Dans le bouddhisme ésotérique, la connaissance est progressive, elle n’est dévoilée qu’au fur et à mesure des progrès de l’adepte dont les étapes sont marquées par des rites (kanjō). Ce mode de transmission progressive à un nombre restreint de personnes exerça une influence profonde et durable dans le domaine des sciences et des arts, où le sens ultime n’était révélé aux disciples qu’à la suite d’une longue préparation et où les “traditions secrètes” étaient jalousement gardées.

La croyance attribuée à l’efficacité des rites ésotériques eut une double conséquence. D’une part, toutes les pratiques populaires d’exorcisme ou de prières (kaji-kitō) furent peu ou prou influencées par les rites ésotériques quand elles n’en sont pas directement issues.
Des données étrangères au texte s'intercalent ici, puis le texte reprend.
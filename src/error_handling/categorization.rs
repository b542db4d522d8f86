//! Error categorization.
//!
//! Maps transport errors from the HTTP client, the DNS resolver and the WHOIS
//! client onto the small set of `FailureReason`s used for statistics and logs.

use hickory_resolver::error::{ResolveError, ResolveErrorKind};
use whois_service::WhoisError;

use super::types::FailureReason;

/// Categorizes a `reqwest::Error` into a `FailureReason`.
pub fn categorize_reqwest_error(error: &reqwest::Error) -> FailureReason {
    if let Some(status) = error.status() {
        return match status.as_u16() {
            429 => FailureReason::Quota,
            404 => FailureReason::NotFound,
            _ => FailureReason::UpstreamStatus,
        };
    }

    if error.is_timeout() {
        FailureReason::Timeout
    } else if error.is_connect() || error.is_request() || error.is_redirect() {
        FailureReason::Network
    } else if error.is_decode() || error.is_body() {
        FailureReason::Malformed
    } else {
        FailureReason::Other
    }
}

/// Categorizes a hickory `ResolveError` into a `FailureReason`.
///
/// "No records" answers are not failures for the DNS resolver; callers check
/// [`is_no_records`](crate::dns) before reaching this.
pub fn categorize_dns_error(error: &ResolveError) -> FailureReason {
    match error.kind() {
        ResolveErrorKind::Timeout => FailureReason::Timeout,
        ResolveErrorKind::NoRecordsFound { .. } => FailureReason::NotFound,
        ResolveErrorKind::Io(_) | ResolveErrorKind::Proto(_) => FailureReason::Network,
        _ => FailureReason::Other,
    }
}

/// Categorizes a socket error into a `FailureReason`.
pub fn categorize_io_error(error: &std::io::Error) -> FailureReason {
    use std::io::ErrorKind;
    match error.kind() {
        ErrorKind::TimedOut => FailureReason::Timeout,
        ErrorKind::NotFound => FailureReason::NotFound,
        ErrorKind::InvalidData | ErrorKind::UnexpectedEof => FailureReason::Malformed,
        _ => FailureReason::Network,
    }
}

/// Categorizes a `whois_service::WhoisError` into a `FailureReason`.
pub fn categorize_whois_error(error: &WhoisError) -> FailureReason {
    match error {
        WhoisError::Timeout => FailureReason::Timeout,
        WhoisError::RateLimited(_) => FailureReason::Quota,
        WhoisError::IoError(e) => categorize_io_error(e),
        WhoisError::HttpError(e) => categorize_reqwest_error(e),
        WhoisError::ResponseTooLarge | WhoisError::InvalidUtf8 => FailureReason::Malformed,
        WhoisError::InvalidDomain(_) | WhoisError::UnsupportedTld(_) => FailureReason::NotFound,
        _ => FailureReason::Other,
    }
}
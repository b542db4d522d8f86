//! Storage sink contracts.
//!
//! The batch driver writes every enrichment to a relational sink and,
//! unless disabled, to a graph sink. Both are traits so the driver can be
//! exercised against in-memory stores.

use async_trait::async_trait;

use super::relational::StoredEnrichment;
use crate::enrich::EnrichmentRecord;
use crate::error_handling::DatabaseError;

/// Tabular store: one row per domain plus its latest enrichment.
#[async_trait]
pub trait RelationalSink: Send + Sync {
    /// Registers `domain`, returning its id. A repeated domain keeps its id
    /// and takes the new source and notes.
    async fn insert_domain(
        &self,
        domain: &str,
        source: &str,
        notes: &str,
    ) -> Result<i64, DatabaseError>;

    /// Stores `record` for `domain_id`, replacing any earlier enrichment.
    async fn insert_enrichment(
        &self,
        domain_id: i64,
        record: &EnrichmentRecord,
    ) -> Result<(), DatabaseError>;

    /// Every registered domain with its enrichment, ordered by domain.
    async fn get_all_enriched_domains(&self) -> Result<Vec<StoredEnrichment>, DatabaseError>;

    /// Distinct stored CMS values with the number of domains using each.
    async fn cms_value_counts(&self) -> Result<Vec<(String, u64)>, DatabaseError>;

    /// Clears `cms` wherever it equals `value`; returns the rows changed.
    async fn clear_cms(&self, value: &str) -> Result<u64, DatabaseError>;
}

/// Property graph of domains and the providers behind them.
///
/// Nodes are upserted by name (hosts by IP); names arrive normalized.
/// Linking to a node that does not exist is a no-op.
#[async_trait]
pub trait GraphSink: Send + Sync {
    async fn create_domain(&self, domain: &str, source: &str, notes: &str)
        -> Result<(), DatabaseError>;

    async fn create_host(
        &self,
        name: &str,
        ip: &str,
        asn: Option<&str>,
        isp: Option<&str>,
    ) -> Result<(), DatabaseError>;

    async fn create_cdn(&self, name: &str) -> Result<(), DatabaseError>;

    async fn create_cms(&self, name: &str) -> Result<(), DatabaseError>;

    async fn create_registrar(&self, name: &str) -> Result<(), DatabaseError>;

    async fn create_payment_processor(&self, name: &str) -> Result<(), DatabaseError>;

    async fn link_domain_to_host(&self, domain: &str, ip: &str) -> Result<(), DatabaseError>;

    async fn link_domain_to_cdn(&self, domain: &str, cdn: &str) -> Result<(), DatabaseError>;

    async fn link_domain_to_cms(&self, domain: &str, cms: &str) -> Result<(), DatabaseError>;

    async fn link_domain_to_registrar(
        &self,
        domain: &str,
        registrar: &str,
    ) -> Result<(), DatabaseError>;

    async fn link_domain_to_payment(
        &self,
        domain: &str,
        processor: &str,
    ) -> Result<(), DatabaseError>;

    /// Names of every CMS node that has at least one domain linked to it.
    async fn linked_cms_names(&self) -> Result<Vec<String>, DatabaseError>;

    /// Drops every `USES_CMS` edge into the CMS node `name`; returns the
    /// number of edges removed.
    async fn unlink_cms(&self, name: &str) -> Result<u64, DatabaseError>;
}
D’autre part, l’abus du recours à ces pratiques proches de la magie et l’oubli de la doctrine qui les sous-tendaient, entraînèrent par réaction le renouveau du bouddhisme à l’époque de Kamakura.

Comme tous les courants religieux au Japon, l’ésotérisme ne tarda pas à se morceler en de multiples branches. Le Taimitsu se divisa en une dizaine de courants, alors que dans l’ésotérisme Tōmitsu du Shingon, on distingue 12 branches qui divergent sur des questions de rituel (jisō) et deux lignées qui s’opposent sur l’interprétation de la doctrine (une ancienne et une nouvelle).